Reste le financement du solde : sur le cas type à Trébry, le reste à charge d'un ménage très modeste ressort à 6 000 € après aide ANAH et prise en charge de l'accompagnement. Étalé sur quinze ans en éco-prêt à taux zéro, cela représente de l'ordre de 35 € par mois, à comparer aux 1 460 € d'économie annuelle attendue sur la facture d'énergie.
Le chiffrage type publié sur cette page part de 110 m², en zone H2a : après un bouquet complet, la consommation recule d'environ 13 600 kWh par an, soit près de 1 460 € au tarif de référence.
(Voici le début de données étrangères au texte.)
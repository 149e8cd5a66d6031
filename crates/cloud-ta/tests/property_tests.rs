//! Property-based tests for all indicators using proptest.
//!
//! These tests verify invariant properties that must hold for all valid inputs,
//! using randomly generated test data to find edge cases.

#![allow(clippy::float_cmp)]

use proptest::prelude::*;

use cloud_ta::indicators::{
    atr::{atr, true_range},
    ema::ema,
    hull::{hullma, hullma_lookback},
    ichimoku::{ichimoku_components, ichimoku_line},
    ichimoku_hull::ichimoku_components_hull,
    signals::{hullma_bounce, hullma_pullback, hullma_trend, Trend},
    wma::wma,
};
use cloud_ta::kernels::rolling_extrema::{
    rolling_max, rolling_max_naive, rolling_min, rolling_min_naive,
};
use cloud_ta::utils::count_nan_prefix;

// ==================== Test Data Generators ====================

/// Generate a random price series (all positive values)
fn arb_price_series(min_len: usize, max_len: usize) -> impl Strategy<Value = Vec<f64>> {
    prop::collection::vec(1.0..1000.0_f64, min_len..=max_len)
}

/// Generate a random OHLC series with valid constraints (high >= close >= low)
fn arb_ohlc_series(
    min_len: usize,
    max_len: usize,
) -> impl Strategy<Value = (Vec<f64>, Vec<f64>, Vec<f64>)> {
    prop::collection::vec(
        (1.0..1000.0_f64, 0.0..0.1_f64, 0.0..0.1_f64),
        min_len..=max_len,
    )
    .prop_map(|data| {
        let mut high = Vec::with_capacity(data.len());
        let mut low = Vec::with_capacity(data.len());
        let mut close = Vec::with_capacity(data.len());

        for (base, high_pct, low_pct) in data {
            high.push(base * (1.0 + high_pct));
            low.push(base * (1.0 - low_pct));
            close.push(base);
        }

        (high, low, close)
    })
}

// ==================== Shape Preservation ====================

proptest! {
    #![proptest_config(ProptestConfig::with_cases(500))]

    /// Every kernel returns a series of the input length
    #[test]
    fn prop_output_length(
        (high, low, close) in arb_ohlc_series(0, 80),
        period in 1usize..=30,
    ) {
        let n = close.len();
        prop_assert_eq!(wma(&close, period).unwrap().len(), n);
        prop_assert_eq!(hullma(&close, period).unwrap().len(), n);
        prop_assert_eq!(ema(&close, period).unwrap().len(), n);
        prop_assert_eq!(atr(&high, &low, &close, period).unwrap().len(), n);
        prop_assert_eq!(ichimoku_line(&high, &low, period).unwrap().len(), n);
        let cloud = ichimoku_components(&high, &low, period, period + 1, period + 2).unwrap();
        prop_assert_eq!(cloud.len(), n);
        prop_assert_eq!(cloud.senkou_b.len(), n);
    }

    /// Inputs shorter than the period give the documented sentinel series
    #[test]
    fn prop_insufficient_data_sentinels(
        (high, low, close) in arb_ohlc_series(0, 20),
        extra in 1usize..10,
    ) {
        let period = close.len() + extra;
        prop_assert!(wma(&close, period).unwrap().iter().all(|v| v.is_nan()));
        prop_assert!(hullma(&close, period).unwrap().iter().all(|v| v.is_nan()));
        prop_assert!(ichimoku_line(&high, &low, period).unwrap().iter().all(|&v| v == 0.0));
        prop_assert!(atr(&high, &low, &close, period).unwrap().iter().all(|&v| v == 0.0));
    }
}

// ==================== WMA / HullMA Properties ====================

proptest! {
    #![proptest_config(ProptestConfig::with_cases(500))]

    /// WMA has exactly period-1 leading NaN values on finite input
    #[test]
    fn prop_wma_nan_prefix(data in arb_price_series(1, 100), period in 1usize..=20) {
        prop_assume!(data.len() >= period);
        let result = wma(&data, period).unwrap();
        prop_assert_eq!(count_nan_prefix(&result), period - 1);
        prop_assert!(result[period - 1..].iter().all(|v| v.is_finite()));
    }

    /// WMA stays within the window's min and max
    #[test]
    fn prop_wma_bounded_by_window(data in arb_price_series(1, 100), period in 1usize..=20) {
        prop_assume!(data.len() >= period);
        let result = wma(&data, period).unwrap();
        for i in period - 1..data.len() {
            let window = &data[i + 1 - period..=i];
            let lo = window.iter().copied().fold(f64::INFINITY, f64::min);
            let hi = window.iter().copied().fold(f64::NEG_INFINITY, f64::max);
            prop_assert!(result[i] >= lo - 1e-9 && result[i] <= hi + 1e-9);
        }
    }

    /// HullMA warm-up length equals its lookback when the input is long enough
    #[test]
    fn prop_hullma_nan_prefix(data in arb_price_series(1, 150), period in 2usize..=40) {
        prop_assume!(data.len() > hullma_lookback(period));
        let result = hullma(&data, period).unwrap();
        prop_assert_eq!(count_nan_prefix(&result), hullma_lookback(period));
        prop_assert!(result[hullma_lookback(period)..].iter().all(|v| v.is_finite()));
    }

    /// HullMA of a constant series is that constant
    #[test]
    fn prop_hullma_constant_input(constant in 1.0..1000.0_f64, len in 1usize..80, period in 2usize..=20) {
        let data = vec![constant; len];
        let result = hullma(&data, period).unwrap();
        for v in result.iter().filter(|v| !v.is_nan()) {
            prop_assert!((v - constant).abs() <= 1e-9 * constant);
        }
    }
}

// ==================== EMA / ATR Properties ====================

proptest! {
    #![proptest_config(ProptestConfig::with_cases(500))]

    /// EMA is seeded with the first sample exactly
    #[test]
    fn prop_ema_seed(data in arb_price_series(1, 100), period in 0usize..=50) {
        let result = ema(&data, period).unwrap();
        prop_assert_eq!(result[0], data[0]);
    }

    /// EMA with a positive period stays within the input range
    #[test]
    fn prop_ema_bounded(data in arb_price_series(1, 100), period in 1usize..=50) {
        let result = ema(&data, period).unwrap();
        let lo = data.iter().copied().fold(f64::INFINITY, f64::min);
        let hi = data.iter().copied().fold(f64::NEG_INFINITY, f64::max);
        for v in &result {
            prop_assert!(*v >= lo - 1e-9 && *v <= hi + 1e-9);
        }
    }

    /// ATR seed is the plain mean of the first `period` true ranges
    #[test]
    fn prop_atr_seed_is_mean(
        (high, low, close) in arb_ohlc_series(1, 80),
        period in 1usize..=30,
    ) {
        prop_assume!(close.len() >= period);
        let tr = true_range(&high, &low, &close).unwrap();
        let result = atr(&high, &low, &close, period).unwrap();
        let mean = tr[..period].iter().sum::<f64>() / period as f64;
        prop_assert_eq!(result[period - 1], mean);
        prop_assert!(result[..period - 1].iter().all(|&v| v == 0.0));
    }

    /// True range and ATR are never negative
    #[test]
    fn prop_atr_non_negative(
        (high, low, close) in arb_ohlc_series(1, 80),
        period in 1usize..=30,
    ) {
        prop_assert!(true_range(&high, &low, &close).unwrap().iter().all(|&v| v >= 0.0));
        prop_assert!(atr(&high, &low, &close, period).unwrap().iter().all(|&v| v >= 0.0));
    }
}

// ==================== Ichimoku Properties ====================

proptest! {
    #![proptest_config(ProptestConfig::with_cases(500))]

    /// Back-filled prefix equals the first full-window value
    #[test]
    fn prop_line_back_fill(
        (high, low, _close) in arb_ohlc_series(1, 80),
        period in 1usize..=30,
    ) {
        prop_assume!(high.len() >= period);
        let result = ichimoku_line(&high, &low, period).unwrap();
        for v in &result[..period] {
            prop_assert_eq!(*v, result[period - 1]);
        }
    }

    /// Line values stay between the lowest low and the highest high
    #[test]
    fn prop_line_within_range(
        (high, low, _close) in arb_ohlc_series(1, 80),
        period in 1usize..=30,
    ) {
        prop_assume!(high.len() >= period);
        let hi = high.iter().copied().fold(f64::NEG_INFINITY, f64::max);
        let lo = low.iter().copied().fold(f64::INFINITY, f64::min);
        for v in ichimoku_line(&high, &low, period).unwrap() {
            prop_assert!(v >= lo && v <= hi);
        }
    }

    /// Classic Senkou A is the unguarded midpoint; Hull Senkou A is NaN where either input is
    #[test]
    fn prop_senkou_a(
        (high, low, _close) in arb_ohlc_series(1, 120),
        tenkan in 2usize..=12,
        kijun in 12usize..=40,
    ) {
        let classic = ichimoku_components(&high, &low, tenkan, kijun, 52).unwrap();
        for i in 0..classic.len() {
            prop_assert_eq!(classic.senkou_a[i], (classic.tenkan[i] + classic.kijun[i]) / 2.0);
        }

        let hull = ichimoku_components_hull(&high, &low, tenkan, kijun, 52).unwrap();
        for i in 0..hull.len() {
            let undefined = hull.tenkan[i].is_nan() || hull.kijun[i].is_nan();
            prop_assert_eq!(hull.senkou_a[i].is_nan(), undefined);
        }
    }

    /// Monotonic deque extrema equal the naive rescan
    #[test]
    fn prop_rolling_extrema_match_naive(data in arb_price_series(0, 100), period in 1usize..=20) {
        let fast_max = rolling_max(&data, period);
        let naive_max = rolling_max_naive(&data, period);
        let fast_min = rolling_min(&data, period);
        let naive_min = rolling_min_naive(&data, period);
        for i in 0..data.len() {
            prop_assert!(fast_max[i] == naive_max[i] || (fast_max[i].is_nan() && naive_max[i].is_nan()));
            prop_assert!(fast_min[i] == naive_min[i] || (fast_min[i].is_nan() && naive_min[i].is_nan()));
        }
    }
}

// ==================== Signal Properties ====================

fn arb_maybe_nan() -> impl Strategy<Value = f64> {
    prop_oneof![
        9 => 1.0..1000.0_f64,
        1 => Just(f64::NAN),
    ]
}

proptest! {
    #![proptest_config(ProptestConfig::with_cases(1000))]

    /// Trend is neutral on short series or NaN last values, else follows the comparison
    #[test]
    fn prop_trend(
        short in prop::collection::vec(arb_maybe_nan(), 0..5),
        long in prop::collection::vec(arb_maybe_nan(), 0..5),
    ) {
        let trend = hullma_trend(&short, &long);
        prop_assert!([-1, 0, 1].contains(&trend.as_i32()));
        if short.len() < 2 || long.len() < 2 {
            prop_assert_eq!(trend, Trend::Neutral);
        } else {
            let (s, l) = (short[short.len() - 1], long[long.len() - 1]);
            if s.is_nan() || l.is_nan() || s == l {
                prop_assert_eq!(trend, Trend::Neutral);
            } else if s > l {
                prop_assert_eq!(trend, Trend::Bullish);
            } else {
                prop_assert_eq!(trend, Trend::Bearish);
            }
        }
    }

    /// Pullback distance is non-negative and the flag is exactly `dr <= threshold`
    #[test]
    fn prop_pullback(
        prices in prop::collection::vec(arb_maybe_nan(), 0..4),
        hull in prop::collection::vec(arb_maybe_nan(), 0..4),
        threshold in 0.0..0.2_f64,
    ) {
        let signal = hullma_pullback(&prices, &hull, threshold);
        prop_assert!(signal.distance_ratio >= 0.0);
        let defined = match (prices.last(), hull.last()) {
            (Some(p), Some(h)) => !p.is_nan() && !h.is_nan() && *h > 0.0,
            _ => false,
        };
        if defined {
            prop_assert_eq!(signal.is_pullback, signal.distance_ratio <= threshold);
        } else {
            prop_assert!(!signal.is_pullback);
            prop_assert_eq!(signal.distance_ratio, 0.0);
        }
    }

    /// A price sitting on the Hull line is always a pullback
    #[test]
    fn prop_pullback_on_the_line(price in 1.0..1000.0_f64, threshold in 0.0..0.2_f64) {
        let signal = hullma_pullback(&[price], &[price], threshold);
        prop_assert_eq!(signal.distance_ratio, 0.0);
        prop_assert!(signal.is_pullback);
    }

    /// Bounce flags are exclusive, and both clear exactly inside the dead zone
    #[test]
    fn prop_bounce(prices in arb_price_series(0, 5), threshold in 0.0..0.05_f64) {
        let signal = hullma_bounce(&prices, threshold);
        prop_assert!(!(signal.is_bounce_up && signal.is_bounce_down));
        if prices.len() >= 2 {
            let neither = !signal.is_bounce_up && !signal.is_bounce_down;
            prop_assert_eq!(neither, signal.strength <= threshold);
        }
    }
}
Côté financement, l'assiette est plafonnée à 40 000 € HT dès trois classes gagnées, l'aide ANAH s'échelonne de 4 000 € à 32 000 € selon le revenu fiscal de référence, et l'accompagnement obligatoire est pris en charge jusqu'à 2 000 €.
Sur la facture, ce poste vaut 1 062 € à 1 593 € par an à Trébry : la remise à niveau d'un logement mis en location couvre 40 à 60 % des consommations, soit 14 836 kWh au mieux sur la base conventionnelle de la zone H2a.
Qui décide, et donc qui finance : 82 % de propriétaires occupants à Trébry, soit environ 312 logements. Pour la remise à niveau d'un logement mis en location, cela signifie autant de dossiers décidables sans mandat de gestion, le solde relevant du parc locatif et donc d'un montage bailleur distinct.
Le métré fait foi avant toute discussion de prix : à Trébry, sur une base de 110 m² en zone H2a, la remise à niveau d'un logement mis en location représente de l'ordre de 168 logement du parc locatif. Multiplié par un prix unitaire de 22 000 à 45 000 €, on obtient une fourchette de 3 696 000 € à 7 560 000 € TTC, que le plafond d'assiette de 40 000 € HT vient ensuite borner.
L'arbitrage se fait en part d'assiette : à Trébry, le logement loué en absorbe environ 14070 %. Il reste donc de la marge pour les autres lots du bouquet, sachant que l'aide portée par ce seul poste va de 18 000 € à 32 000 € selon la catégorie de ressources.
Maisons ou logements collectifs, la réponse technique diffère : à Trébry, la part de maisons atteint 95 % du parc (361 logements). Pour la remise à niveau d'un logement mis en location, cela signifie que la vacance du logement pendant les travaux lourds conditionne la majorité des chantiers plutôt qu'une minorité de cas.
Contexte urbain à Trébry : 381 résidences principales pour 844 habitants. Sur la remise à niveau d'un logement mis en location, cela se traduit par des contraintes d'accès, d'occupation temporaire du domaine public et de livraison qui pèsent réellement sur le prix final.
Le rythme local de diagnostic se lit dans les chiffres publics : 197 DPE pour 1 000 résidences principales à Trébry (75 au total). Ce niveau d'activité fixe les délais réels de un opérateur agréé par l'Anah et donc la date de démarrage possible pour la remise à niveau d'un logement mis en location.